Bayer nutze „Doppelstandards“, kritisiert Juliana Miyazaki, GfbV-Referentin für indigene Völker. So würden in Deutschland viele Pestizide produziert, die in der EU verboten sind, um sie in Länder wie Brasilien zu exportieren. Dort werden sie vor allem beim Anbau von Soja, Mais, Zucker und Baumwolle verwendet – Exportprodukte, die anschließend wieder Europa erreichen.

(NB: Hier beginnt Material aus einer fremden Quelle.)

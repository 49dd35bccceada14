//! Pipeline configuration.
//!
//! Every section is optional in the TOML file; missing keys take the defaults
//! below. [`RecoveryConfig::load`] validates after parsing.
//!
//! ```toml
//! max_retries = 1
//! call_timeout_secs = 60
//!
//! [defaults]
//! core_style = "Default style"
//!
//! [heuristic]
//! keywords = ["style", "design", "스타일", "디자인"]
//! ```

use std::{path::Path, time::Duration};

use serde::{Deserialize, Serialize};

use crate::{error::ConfigError, schema::ListField};

/// Default number of structured retries (two attempts in total).
pub const DEFAULT_MAX_RETRIES: u32 = 1;

/// Default per-call generation timeout.
pub const DEFAULT_CALL_TIMEOUT_SECS: u64 = 60;

/// Default length of content previews in diagnostic events.
pub const DEFAULT_PREVIEW_CHARS: usize = 100;

/// Confidence assigned to defaulted and fallback results.
pub const FALLBACK_CONFIDENCE: f64 = 0.1;

/// Top-level configuration for a recovery controller.
#[derive(Debug, Clone, PartialEq, Serialize, Deserialize)]
#[serde(default)]
pub struct RecoveryConfig {
    /// Structured retries after the first attempt.
    pub max_retries: u32,
    /// Upper bound for a single generation call, in seconds.
    pub call_timeout_secs: u64,
    /// Characters of content shown in diagnostic previews.
    pub preview_chars: usize,
    /// Per-field defaults used by repair and fallback.
    pub defaults: FieldDefaults,
    /// Keyword scanner settings.
    pub heuristic: HeuristicConfig,
}

impl Default for RecoveryConfig {
    fn default() -> Self {
        Self {
            max_retries: DEFAULT_MAX_RETRIES,
            call_timeout_secs: DEFAULT_CALL_TIMEOUT_SECS,
            preview_chars: DEFAULT_PREVIEW_CHARS,
            defaults: FieldDefaults::default(),
            heuristic: HeuristicConfig::default(),
        }
    }
}

impl RecoveryConfig {
    /// Loads and validates a TOML configuration file.
    pub fn load(path: impl AsRef<Path>) -> Result<Self, ConfigError> {
        let path = path.as_ref();
        let content = std::fs::read_to_string(path)?;
        let config = Self::from_toml(&content)?;
        tracing::debug!(path = %path.display(), "Loaded recovery config");
        Ok(config)
    }

    /// Parses and validates a TOML document.
    pub fn from_toml(content: &str) -> Result<Self, ConfigError> {
        let config: Self = toml::from_str(content)?;
        config.validate()?;
        Ok(config)
    }

    /// Rejects values the pipeline cannot work with.
    pub fn validate(&self) -> Result<(), ConfigError> {
        if self.call_timeout_secs == 0 {
            return Err(ConfigError::Invalid("call_timeout_secs must be positive".into()));
        }
        for field in ListField::ALL {
            if self.defaults.list_default(field).trim().is_empty() {
                return Err(ConfigError::Invalid(format!(
                    "defaults.{} must not be blank",
                    field.key()
                )));
            }
        }
        if self.heuristic.keywords.iter().all(|k| k.trim().is_empty()) {
            return Err(ConfigError::Invalid(
                "heuristic.keywords needs at least one keyword".into(),
            ));
        }
        if self.heuristic.max_tokens_per_line == 0 {
            return Err(ConfigError::Invalid(
                "heuristic.max_tokens_per_line must be positive".into(),
            ));
        }
        Ok(())
    }

    /// Per-call timeout as a [`Duration`].
    #[inline]
    pub fn call_timeout(&self) -> Duration {
        Duration::from_secs(self.call_timeout_secs)
    }
}

/// Default values substituted for missing or unusable fields.
#[derive(Debug, Clone, PartialEq, Serialize, Deserialize)]
#[serde(default)]
pub struct FieldDefaults {
    pub core_style: String,
    pub key_elements: String,
    pub target_persona: String,
    pub recommended_activities: String,
    pub unsuitable_persona: String,
    /// Memo used when a repaired mapping has none.
    pub memo: String,
    /// Memo of the deterministic fallback result.
    pub fallback_memo: String,
}

impl Default for FieldDefaults {
    fn default() -> Self {
        Self {
            core_style: "Default style".into(),
            key_elements: "Default element".into(),
            target_persona: "General guest".into(),
            recommended_activities: "Default activity".into(),
            unsuitable_persona: "Unsuitable guest".into(),
            memo: "Analysis recovered from the model response.".into(),
            fallback_memo: "Image analysis failed. Please try again or upload different images."
                .into(),
        }
    }
}

impl FieldDefaults {
    /// Returns the default entry for a list field.
    #[inline]
    pub fn list_default(&self, field: ListField) -> &str {
        match field {
            ListField::CoreStyle => &self.core_style,
            ListField::KeyElements => &self.key_elements,
            ListField::TargetPersona => &self.target_persona,
            ListField::RecommendedActivities => &self.recommended_activities,
            ListField::UnsuitablePersona => &self.unsuitable_persona,
        }
    }
}

/// Settings for the free-text keyword scanner.
#[derive(Debug, Clone, PartialEq, Serialize, Deserialize)]
#[serde(default)]
pub struct HeuristicConfig {
    /// Lines mentioning any of these (case-insensitive) feed `core_style`.
    pub keywords: Vec<String>,
    /// Tokens taken from one matching line.
    pub max_tokens_per_line: usize,
    /// Texts longer than this (in characters) become the memo.
    pub memo_min_chars: usize,
    /// Memo length cap in characters, before the ellipsis.
    pub memo_max_chars: usize,
    /// Memo used when the text is too short to quote.
    pub completion_memo: String,
}

impl Default for HeuristicConfig {
    fn default() -> Self {
        Self {
            keywords: vec![
                "style".into(),
                "design".into(),
                "스타일".into(),
                "디자인".into(),
            ],
            max_tokens_per_line: 3,
            memo_min_chars: 50,
            memo_max_chars: 200,
            completion_memo: "Image analysis complete.".into(),
        }
    }
}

Die GfbV spricht von einer „Verlagerung menschenrechtsverletzender und umweltverschmutzender Praktiken in Drittländer“. „Wir fordern Bayer auf, den Blick auf die lokale Bevölkerung zu richten und langfristig Business-Strategien zu entwickeln, die ohne den Handel mit hochgefährlichen Pestiziden auskommen“, sagt Regina Sonk, GfbV-Referentin für indigene Völker.
Bayer sucht Kontakt
Auf Nachfrage der taz erklärte die Pressestelle von Bayer, dass eine erste Analyse der genannten Fallbeispiele „keine konkreten Bezüge“ feststellen ließen. Das Unternehmen erklärte, „angemessene Maßnahmen“ ergreifen zu wollen, „sollten sich Verletzungen bestätigen, die von Bayer verursacht wurden oder auf die wir realistischen Einfluss haben“.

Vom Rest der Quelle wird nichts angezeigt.